Starting at the line with "pub type Result<T>", retype every line through the end of the listing exactly as written, and nothing before it.

####

//! Streamed tool-use input, tool progress and thinking deltas.

use std::collections::HashMap;

use parley_protocol::{MessageId, Order, ToolLocation, ToolUseId};

use crate::domain::message::{
    ChatMessage, ContentBlock, MessageSource, ToolUseBlock, derived_message_id,
};
use crate::domain::ordering;

#[derive(Debug, Clone, PartialEq, Eq)]
struct ToolUseSlot {
    position: usize,
    message_id: MessageId,
}

/// Cache from tool-use id to the position of the message holding it.
///
/// Positions go stale whenever an earlier insertion shifts the sequence, so
/// every read is validated against the message found there and repaired by a
/// scan when it no longer matches.
#[derive(Debug, Clone, PartialEq, Eq, Default)]
pub struct ToolUseIndex {
    slots: HashMap<ToolUseId, ToolUseSlot>,
}

impl ToolUseIndex {
    pub fn record(&mut self, tool_use_id: ToolUseId, position: usize, message_id: MessageId) {
        self.slots.insert(
            tool_use_id,
            ToolUseSlot {
                position,
                message_id,
            },
        );
    }

    /// Current position of the message carrying `tool_use_id`, or `None` if
    /// no message has it.
    pub fn resolve(&mut self, messages: &[ChatMessage], tool_use_id: &ToolUseId) -> Option<usize> {
        if let Some(slot) = self.slots.get(tool_use_id)
            && let Some(message) = messages.get(slot.position)
            && message.id == slot.message_id
            && message.tool_use(tool_use_id).is_some()
        {
            return Some(slot.position);
        }

        let found = messages
            .iter()
            .rposition(|message| message.tool_use(tool_use_id).is_some());

        match found {
            Some(position) => {
                tracing::debug!(
                    target: "parley.tool_calls",
                    "Repaired index for {} at position {}",
                    tool_use_id,
                    position
                );
                self.record(tool_use_id.clone(), position, messages[position].id.clone());
            }
            None => {
                self.slots.remove(tool_use_id);
            }
        }
        found
    }

    pub fn rebuild(&mut self, messages: &[ChatMessage]) {
        self.slots.clear();
        for (position, message) in messages.iter().enumerate() {
            for block in message.blocks() {
                if let ContentBlock::ToolUse(tool_use) = block {
                    self.record(tool_use.tool_use_id.clone(), position, message.id.clone());
                }
            }
        }
    }

    pub fn contains(&self, tool_use_id: &ToolUseId) -> bool {
        self.slots.contains_key(tool_use_id)
    }

    pub fn clear(&mut self) {
        self.slots.clear();
    }

    pub fn len(&self) -> usize {
        self.slots.len()
    }

    pub fn is_empty(&self) -> bool {
        self.slots.is_empty()
    }
}

#[derive(Debug, Clone, PartialEq, Default)]
pub struct ToolProgressInfo {
    pub elapsed_seconds: f64,
    pub locations: Vec<ToolLocation>,
    pub kind: Option<String>,
}

pub type ToolProgressMap = HashMap<ToolUseId, ToolProgressInfo>;

/// Open a streaming tool-use block in the agent message at `order`.
pub fn on_tool_use_started(
    messages: &mut Vec<ChatMessage>,
    index: &mut ToolUseIndex,
    order: Order,
    message_id: Option<MessageId>,
    tool_use_id: ToolUseId,
    name: String,
    timestamp: u64,
) {
    if let Some(position) = ordering::find_slot(messages, order, MessageSource::Agent)
        && let Some(blocks) = messages[position].blocks_mut()
    {
        let already_open = blocks.iter().any(|block| {
            matches!(
                block,
                ContentBlock::ToolUse(tool_use) if tool_use.tool_use_id == tool_use_id
            )
        });
        if !already_open {
            blocks.push(ContentBlock::ToolUse(ToolUseBlock::streaming(
                tool_use_id.clone(),
                name,
            )));
        }
        let id = messages[position].id.clone();
        index.record(tool_use_id, position, id);
        return;
    }

    let id = message_id.unwrap_or_else(|| derived_message_id(MessageSource::Agent, order));
    let message = ChatMessage::assistant(
        id.clone(),
        order,
        vec![ContentBlock::ToolUse(ToolUseBlock::streaming(
            tool_use_id.clone(),
            name,
        ))],
        timestamp,
    );
    let outcome = ordering::insert(messages, message);
    index.record(tool_use_id, outcome.position(), id);
}

/// Append a streamed input fragment. Returns false when no message carries
/// the tool use.
pub fn on_partial_input(
    messages: &mut [ChatMessage],
    index: &mut ToolUseIndex,
    tool_use_id: &ToolUseId,
    fragment: &str,
) -> bool {
    let Some(position) = index.resolve(messages, tool_use_id) else {
        tracing::warn!(
            target: "parley.tool_calls",
            "Input fragment for unknown tool use {}",
            tool_use_id
        );
        return false;
    };
    let Some(tool_use) = messages[position].tool_use_mut(tool_use_id) else {
        return false;
    };

    tool_use.partial_input.push_str(fragment);
    if let Ok(parsed) = serde_json::from_str::<serde_json::Value>(&tool_use.partial_input) {
        tool_use.input = parsed;
    }
    true
}

pub fn on_progress(
    progress: &mut ToolProgressMap,
    tool_use_id: ToolUseId,
    elapsed_seconds: f64,
    locations: Option<Vec<ToolLocation>>,
    kind: Option<String>,
) {
    let entry = progress.entry(tool_use_id).or_default();
    entry.elapsed_seconds = elapsed_seconds;
    if let Some(locations) = locations {
        entry.locations = locations;
    }
    if kind.is_some() {
        entry.kind = kind;
    }
}

/// Drop progress for calls that have concluded.
pub fn on_summary(progress: &mut ToolProgressMap, preceding_tool_use_ids: &[ToolUseId]) {
    for tool_use_id in preceding_tool_use_ids {
        progress.remove(tool_use_id);
    }
}

/// Append a thinking delta to the latest open block with `block_index`, or
/// open one in the agent message at `order`.
pub fn on_thinking_delta(
    messages: &mut Vec<ChatMessage>,
    order: Order,
    message_id: Option<MessageId>,
    block_index: u32,
    text: &str,
    timestamp: u64,
) {
    let open = messages
        .iter()
        .rposition(|message| message.has_open_thinking(block_index));

    if let Some(position) = open
        && let Some(blocks) = messages[position].blocks_mut()
        && let Some(ContentBlock::Thinking { text: existing, .. }) =
            blocks.iter_mut().rev().find(|block| {
                matches!(
                    block,
                    ContentBlock::Thinking { index, open: true, .. } if *index == block_index
                )
            })
    {
        existing.push_str(text);
        return;
    }

    let block = ContentBlock::Thinking {
        index: block_index,
        text: text.to_string(),
        open: true,
    };

    if let Some(position) = ordering::find_slot(messages, order, MessageSource::Agent)
        && let Some(blocks) = messages[position].blocks_mut()
    {
        blocks.push(block);
        return;
    }

    let id = message_id.unwrap_or_else(|| derived_message_id(MessageSource::Agent, order));
    ordering::insert(
        messages,
        ChatMessage::assistant(id, order, vec![block], timestamp),
    );
}

pub fn close_all_streaming(messages: &mut [ChatMessage]) {
    for message in messages {
        message.close_streaming_blocks();
    }
}
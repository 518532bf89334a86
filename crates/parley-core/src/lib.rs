//! Client-side session synchronization core without UI or transport dependencies

pub mod config;
pub mod domain;
pub mod error;
pub mod session;
pub mod utils;

pub use error::{Error, Result};
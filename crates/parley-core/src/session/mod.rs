pub mod actor;
pub mod command;

pub use actor::{SessionError, SessionHandle, SessionInput, spawn_session};
pub use command::Command;
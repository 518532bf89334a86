//! Domain tests module.
//!
//! - Golden tests: end-to-end flows through the reducer
//! - Property tests: proptest-based checks of the reducer invariants
//! - Replay tests: replayed logs against live delivery

mod golden;
mod support;
//! Wire types for the Parley session protocol.
//!
//! Inbound events arrive as JSON objects discriminated by a `type` field and
//! are turned into a closed [`ProtocolEvent`] enum by an explicit parse step.
//! Outbound messages are what the transport sends on behalf of UI commands.

pub mod error;
pub mod ids;
pub mod inbound;
pub mod outbound;
pub mod types;

pub use error::{ProtocolError, Result};
pub use ids::{
    HookId, LoadRequestId, MessageId, MessageUuid, OptionId, Order, RequestId, RequestNonce,
    TaskId, ToolUseId,
};
pub use inbound::{EventTag, ProtocolEvent};
pub use outbound::{OutboundMessage, QuestionAnswer};
pub use types::{
    AgentPayload, Attachment, ConfigOptions, MessageState, PermissionMode, PermissionOption,
    PermissionRequest, Question, QuestionOption, QuestionRequest, RuntimeInfo, SessionPhase,
    SlashCommand, ToolLocation, WireChatMessage, WireContentBlock, WirePendingRequest,
    WireQueuedMessage, WireUserMessage,
};
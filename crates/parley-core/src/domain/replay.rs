//! Hydration: applying admitted snapshots and replaying event batches.

use parley_protocol::ProtocolEvent;

use crate::domain::action::SessionSnapshot;
use crate::domain::ordering;
use crate::domain::reduce::apply_event_to_state;
use crate::domain::state::SessionState;

/// Replace session-scoped state with an admitted snapshot.
pub fn apply_snapshot(state: &mut SessionState, snapshot: SessionSnapshot) {
    let SessionSnapshot {
        messages,
        queue,
        pending_request,
        runtime,
    } = snapshot;

    state.messages = ordering::from_unsorted(messages);
    state.tool_use_index.rebuild(&state.messages);
    state
        .tool_progress
        .retain(|tool_use_id, _| state.tool_use_index.contains(tool_use_id));
    state.queued_messages = queue
        .into_iter()
        .map(|queued| (queued.id.clone(), queued))
        .collect();
    state.pending_request = pending_request;
    if let Some(runtime) = runtime {
        state.status = runtime.into();
    }

    // Sends the server already knows about are no longer optimistic.
    state.pending_messages.retain(|id, _| {
        !ordering::contains(&state.messages, id) && !state.queued_messages.contains_key(id)
    });
    state.message_uuids.retain(|id, _| {
        ordering::contains(&state.messages, id) || state.queued_messages.contains_key(id)
    });
    if state
        .rewind
        .as_ref()
        .is_some_and(|rewind| !ordering::contains(&state.messages, &rewind.target_message_id))
    {
        state.rewind = None;
    }

    tracing::debug!(
        target: "parley.hydration",
        "Applied snapshot: {} messages, {} queued",
        state.messages.len(),
        state.queued_messages.len()
    );
    state.status.finish_loading();
}

/// Clear session-scoped fields, keeping local intent (pending and queued
/// sends, the rejected draft) and client-side configuration.
pub fn reset_for_replay(state: &mut SessionState) {
    let base = SessionState {
        status: state.status.clone(),
        pending_messages: std::mem::take(&mut state.pending_messages),
        queued_messages: std::mem::take(&mut state.queued_messages),
        last_rejected_message: state.last_rejected_message.take(),
        slash_commands: std::mem::take(&mut state.slash_commands),
        settings: std::mem::take(&mut state.settings),
        capabilities: std::mem::take(&mut state.capabilities),
        ..SessionState::default()
    };
    *state = base;
}

/// Rebuild state from a recorded event log. Returns the number of events
/// folded.
pub fn replay(state: &mut SessionState, events: Vec<ProtocolEvent>) -> usize {
    reset_for_replay(state);

    let mut applied = 0;
    for event in events {
        if event.is_replay_batch() {
            tracing::warn!(target: "parley.replay", "Skipping nested replay batch");
            continue;
        }
        // Effects were already carried out when the events happened live.
        let _ = apply_event_to_state(state, event);
        applied += 1;
    }

    tracing::debug!(target: "parley.replay", "Replayed {} events", applied);
    state.status.finish_loading();
    applied
}
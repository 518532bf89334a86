use parley_protocol::ProtocolError;
use thiserror::Error;

use crate::config::ConfigError;
use crate::session::SessionError;

pub type Result<T> = std::result::Result<T, Error>;

#[derive(Debug, Error)]
pub enum Error {
    #[error(transparent)]
    Config(#[from] ConfigError),
    #[error(transparent)]
    Protocol(#[from] ProtocolError),
    #[error(transparent)]
    Session(#[from] SessionError),
    #[error("I/O error: {0}")]
    Io(#[from] std::io::Error),
    #[error("Logging setup failed: {0}")]
    Logging(String),
}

####

TASK ANSWER:
pub type Result<T> = std::result::Result<T, Error>;

#[derive(Debug, Error)]
pub enum Error {
    #[error(transparent)]
    Config(#[from] ConfigError),
    #[error(transparent)]
    Protocol(#[from] ProtocolError),
    #[error(transparent)]
    Session(#[from] SessionError),
    #[error("I/O error: {0}")]
    Io(#[from] std::io::Error),
    #[error("Logging setup failed: {0}")]
    Logging(String),
}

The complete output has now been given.